*** Begin section ***

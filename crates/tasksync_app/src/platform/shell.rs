//! Line commands typed at the tasksync prompt.

use tasksync_core::PrepareOptions;

pub const HELP: &str = "\
commands:
  prepare <url> [format] [quality]   fetch playlist info for a source URL
  select <i> [i ...]                 choose tracks on the preview (0-based)
  start                              start the prepared task with the selection
  back                               leave the preview
  cancel <task_id>                   ask the server to cancel a task
  delete <task_id>                   remove a task
  link <task_id>                     fetch a signed download URL
  queue <i> [i ...]                  download selected tracks one at a time
  save <n>                           save queue item n once it is ready
  hide | show                        simulate the page leaving or regaining focus
  tasks                              print the current task list
  history                            print recently finished tasks
  help                               show this text
  quit                               exit";

#[derive(Debug, Clone, PartialEq, Eq)]
pub enum Command {
    Prepare { url: String, options: PrepareOptions },
    Select(Vec<usize>),
    Start,
    Back,
    Cancel(String),
    Delete(String),
    Link(String),
    Queue(Vec<usize>),
    Save(usize),
    Hide,
    Show,
    Tasks,
    History,
    Help,
    Quit,
}

pub fn parse(line: &str) -> Result<Command, String> {
    let mut words = line.split_whitespace();
    let Some(verb) = words.next() else {
        return Err("empty command".to_string());
    };
    let args: Vec<&str> = words.collect();

    let command = match verb.to_ascii_lowercase().as_str() {
        "prepare" | "p" => {
            let (url, rest) = args
                .split_first()
                .ok_or_else(|| "usage: prepare <url> [format] [quality]".to_string())?;
            if rest.len() > 2 {
                return Err("usage: prepare <url> [format] [quality]".to_string());
            }
            Command::Prepare {
                url: (*url).to_string(),
                options: PrepareOptions {
                    format: rest.first().map(|s| (*s).to_string()),
                    quality: rest.get(1).map(|s| (*s).to_string()),
                    filename: None,
                },
            }
        }
        "select" => Command::Select(indices(&args)?),
        "start" => no_args(&args, Command::Start)?,
        "back" => no_args(&args, Command::Back)?,
        "cancel" => Command::Cancel(single(&args, "cancel <task_id>")?),
        "delete" | "rm" => Command::Delete(single(&args, "delete <task_id>")?),
        "link" => Command::Link(single(&args, "link <task_id>")?),
        "queue" => {
            let picked = indices(&args)?;
            if picked.is_empty() {
                return Err("usage: queue <i> [i ...]".to_string());
            }
            Command::Queue(picked)
        }
        "save" => {
            let raw = single(&args, "save <n>")?;
            Command::Save(index(&raw)?)
        }
        "hide" => no_args(&args, Command::Hide)?,
        "show" => no_args(&args, Command::Show)?,
        "tasks" | "ls" => no_args(&args, Command::Tasks)?,
        "history" => no_args(&args, Command::History)?,
        "help" | "?" => Command::Help,
        "quit" | "exit" | "q" => Command::Quit,
        other => return Err(format!("unknown command `{other}`; try `help`")),
    };
    Ok(command)
}

fn no_args(args: &[&str], command: Command) -> Result<Command, String> {
    if args.is_empty() {
        Ok(command)
    } else {
        Err(format!("`{}` takes no arguments", verb_of(&command)))
    }
}

fn single(args: &[&str], usage: &str) -> Result<String, String> {
    match args {
        [one] => Ok((*one).to_string()),
        _ => Err(format!("usage: {usage}")),
    }
}

fn indices(args: &[&str]) -> Result<Vec<usize>, String> {
    args.iter().map(|raw| index(raw)).collect()
}

fn index(raw: &str) -> Result<usize, String> {
    raw.parse()
        .map_err(|_| format!("`{raw}` is not a track index"))
}

fn verb_of(command: &Command) -> &'static str {
    match command {
        Command::Start => "start",
        Command::Back => "back",
        Command::Hide => "hide",
        Command::Show => "show",
        Command::Tasks => "tasks",
        Command::History => "history",
        _ => "command",
    }
}

#[cfg(test)]
mod tests {
    use super::*;
    use pretty_assertions::assert_eq;

    #[test]
    fn prepare_takes_optional_format_and_quality() {
        assert_eq!(
            parse("prepare https://example.com/p/1 mp3 320").unwrap(),
            Command::Prepare {
                url: "https://example.com/p/1".to_string(),
                options: PrepareOptions {
                    format: Some("mp3".to_string()),
                    quality: Some("320".to_string()),
                    filename: None,
                },
            }
        );
        assert_eq!(
            parse("p https://example.com/p/1").unwrap(),
            Command::Prepare {
                url: "https://example.com/p/1".to_string(),
                options: PrepareOptions::default(),
            }
        );
        assert!(parse("prepare").is_err());
        assert!(parse("prepare u a b c").is_err());
    }

    #[test]
    fn index_lists_are_zero_based_numbers() {
        assert_eq!(parse("select 0 2 5").unwrap(), Command::Select(vec![0, 2, 5]));
        assert_eq!(parse("select").unwrap(), Command::Select(Vec::new()));
        assert_eq!(parse("queue 1 3").unwrap(), Command::Queue(vec![1, 3]));
        assert!(parse("queue").is_err());
        assert!(parse("select one").is_err());
        assert!(parse("select -1").is_err());
    }

    #[test]
    fn task_commands_need_exactly_one_id() {
        assert_eq!(parse("cancel abc").unwrap(), Command::Cancel("abc".to_string()));
        assert_eq!(parse("rm abc").unwrap(), Command::Delete("abc".to_string()));
        assert_eq!(parse("link abc").unwrap(), Command::Link("abc".to_string()));
        assert!(parse("cancel").is_err());
        assert!(parse("delete a b").is_err());
    }

    #[test]
    fn bare_commands_reject_arguments() {
        assert_eq!(parse("  START ").unwrap(), Command::Start);
        assert_eq!(parse("hide").unwrap(), Command::Hide);
        assert_eq!(parse("save 2").unwrap(), Command::Save(2));
        let err = parse("start now").unwrap_err();
        assert_eq!(err, "`start` takes no arguments");
    }

    #[test]
    fn unknown_and_empty_lines_are_errors() {
        assert!(parse("").is_err());
        assert!(parse("   ").is_err());
        assert_eq!(
            parse("frobnicate").unwrap_err(),
            "unknown command `frobnicate`; try `help`"
        );
    }
}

*** End section ***

**Problem to solve**
Repeat the material in full, exactly as it reads.

**Problem solution**
filename crates/tasksync_app/src/platform/shell.rs
//! Line commands typed at the tasksync prompt.

use tasksync_core::PrepareOptions;

pub const HELP: &str = "\
commands:
  prepare <url> [format] [quality]   fetch playlist info for a source URL
  select <i> [i ...]                 choose tracks on the preview (0-based)
  start                              start the prepared task with the selection
  back                               leave the preview
  cancel <task_id>                   ask the server to cancel a task
  delete <task_id>                   remove a task
  link <task_id>                     fetch a signed download URL
  queue <i> [i ...]                  download selected tracks one at a time
  save <n>                           save queue item n once it is ready
  hide | show                        simulate the page leaving or regaining focus
  tasks                              print the current task list
  history                            print recently finished tasks
  help                               show this text
  quit                               exit";

#[derive(Debug, Clone, PartialEq, Eq)]
pub enum Command {
    Prepare { url: String, options: PrepareOptions },
    Select(Vec<usize>),
    Start,
    Back,
    Cancel(String),
    Delete(String),
    Link(String),
    Queue(Vec<usize>),
    Save(usize),
    Hide,
    Show,
    Tasks,
    History,
    Help,
    Quit,
}

pub fn parse(line: &str) -> Result<Command, String> {
    let mut words = line.split_whitespace();
    let Some(verb) = words.next() else {
        return Err("empty command".to_string());
    };
    let args: Vec<&str> = words.collect();

    let command = match verb.to_ascii_lowercase().as_str() {
        "prepare" | "p" => {
            let (url, rest) = args
                .split_first()
                .ok_or_else(|| "usage: prepare <url> [format] [quality]".to_string())?;
            if rest.len() > 2 {
                return Err("usage: prepare <url> [format] [quality]".to_string());
            }
            Command::Prepare {
                url: (*url).to_string(),
                options: PrepareOptions {
                    format: rest.first().map(|s| (*s).to_string()),
                    quality: rest.get(1).map(|s| (*s).to_string()),
                    filename: None,
                },
            }
        }
        "select" => Command::Select(indices(&args)?),
        "start" => no_args(&args, Command::Start)?,
        "back" => no_args(&args, Command::Back)?,
        "cancel" => Command::Cancel(single(&args, "cancel <task_id>")?),
        "delete" | "rm" => Command::Delete(single(&args, "delete <task_id>")?),
        "link" => Command::Link(single(&args, "link <task_id>")?),
        "queue" => {
            let picked = indices(&args)?;
            if picked.is_empty() {
                return Err("usage: queue <i> [i ...]".to_string());
            }
            Command::Queue(picked)
        }
        "save" => {
            let raw = single(&args, "save <n>")?;
            Command::Save(index(&raw)?)
        }
        "hide" => no_args(&args, Command::Hide)?,
        "show" => no_args(&args, Command::Show)?,
        "tasks" | "ls" => no_args(&args, Command::Tasks)?,
        "history" => no_args(&args, Command::History)?,
        "help" | "?" => Command::Help,
        "quit" | "exit" | "q" => Command::Quit,
        other => return Err(format!("unknown command `{other}`; try `help`")),
    };
    Ok(command)
}

fn no_args(args: &[&str], command: Command) -> Result<Command, String> {
    if args.is_empty() {
        Ok(command)
    } else {
        Err(format!("`{}` takes no arguments", verb_of(&command)))
    }
}

fn single(args: &[&str], usage: &str) -> Result<String, String> {
    match args {
        [one] => Ok((*one).to_string()),
        _ => Err(format!("usage: {usage}")),
    }
}

fn indices(args: &[&str]) -> Result<Vec<usize>, String> {
    args.iter().map(|raw| index(raw)).collect()
}

fn index(raw: &str) -> Result<usize, String> {
    raw.parse()
        .map_err(|_| format!("`{raw}` is not a track index"))
}

fn verb_of(command: &Command) -> &'static str {
    match command {
        Command::Start => "start",
        Command::Back => "back",
        Command::Hide => "hide",
        Command::Show => "show",
        Command::Tasks => "tasks",
        Command::History => "history",
        _ => "command",
    }
}

#[cfg(test)]
mod tests {
    use super::*;
    use pretty_assertions::assert_eq;

    #[test]
    fn prepare_takes_optional_format_and_quality() {
        assert_eq!(
            parse("prepare https://example.com/p/1 mp3 320").unwrap(),
            Command::Prepare {
                url: "https://example.com/p/1".to_string(),
                options: PrepareOptions {
                    format: Some("mp3".to_string()),
                    quality: Some("320".to_string()),
                    filename: None,
                },
            }
        );
        assert_eq!(
            parse("p https://example.com/p/1").unwrap(),
            Command::Prepare {
                url: "https://example.com/p/1".to_string(),
                options: PrepareOptions::default(),
            }
        );
        assert!(parse("prepare").is_err());
        assert!(parse("prepare u a b c").is_err());
    }

    #[test]
    fn index_lists_are_zero_based_numbers() {
        assert_eq!(parse("select 0 2 5").unwrap(), Command::Select(vec![0, 2, 5]));
        assert_eq!(parse("select").unwrap(), Command::Select(Vec::new()));
        assert_eq!(parse("queue 1 3").unwrap(), Command::Queue(vec![1, 3]));
        assert!(parse("queue").is_err());
        assert!(parse("select one").is_err());
        assert!(parse("select -1").is_err());
    }

    #[test]
    fn task_commands_need_exactly_one_id() {
        assert_eq!(parse("cancel abc").unwrap(), Command::Cancel("abc".to_string()));
        assert_eq!(parse("rm abc").unwrap(), Command::Delete("abc".to_string()));
        assert_eq!(parse("link abc").unwrap(), Command::Link("abc".to_string()));
        assert!(parse("cancel").is_err());
        assert!(parse("delete a b").is_err());
    }

    #[test]
    fn bare_commands_reject_arguments() {
        assert_eq!(parse("  START ").unwrap(), Command::Start);
        assert_eq!(parse("hide").unwrap(), Command::Hide);
        assert_eq!(parse("save 2").unwrap(), Command::Save(2));
        let err = parse("start now").unwrap_err();
        assert_eq!(err, "`start` takes no arguments");
    }

    #[test]
    fn unknown_and_empty_lines_are_errors() {
        assert!(parse("").is_err());
        assert!(parse("   ").is_err());
        assert_eq!(
            parse("frobnicate").unwrap_err(),
            "unknown command `frobnicate`; try `help`"
        );
    }
}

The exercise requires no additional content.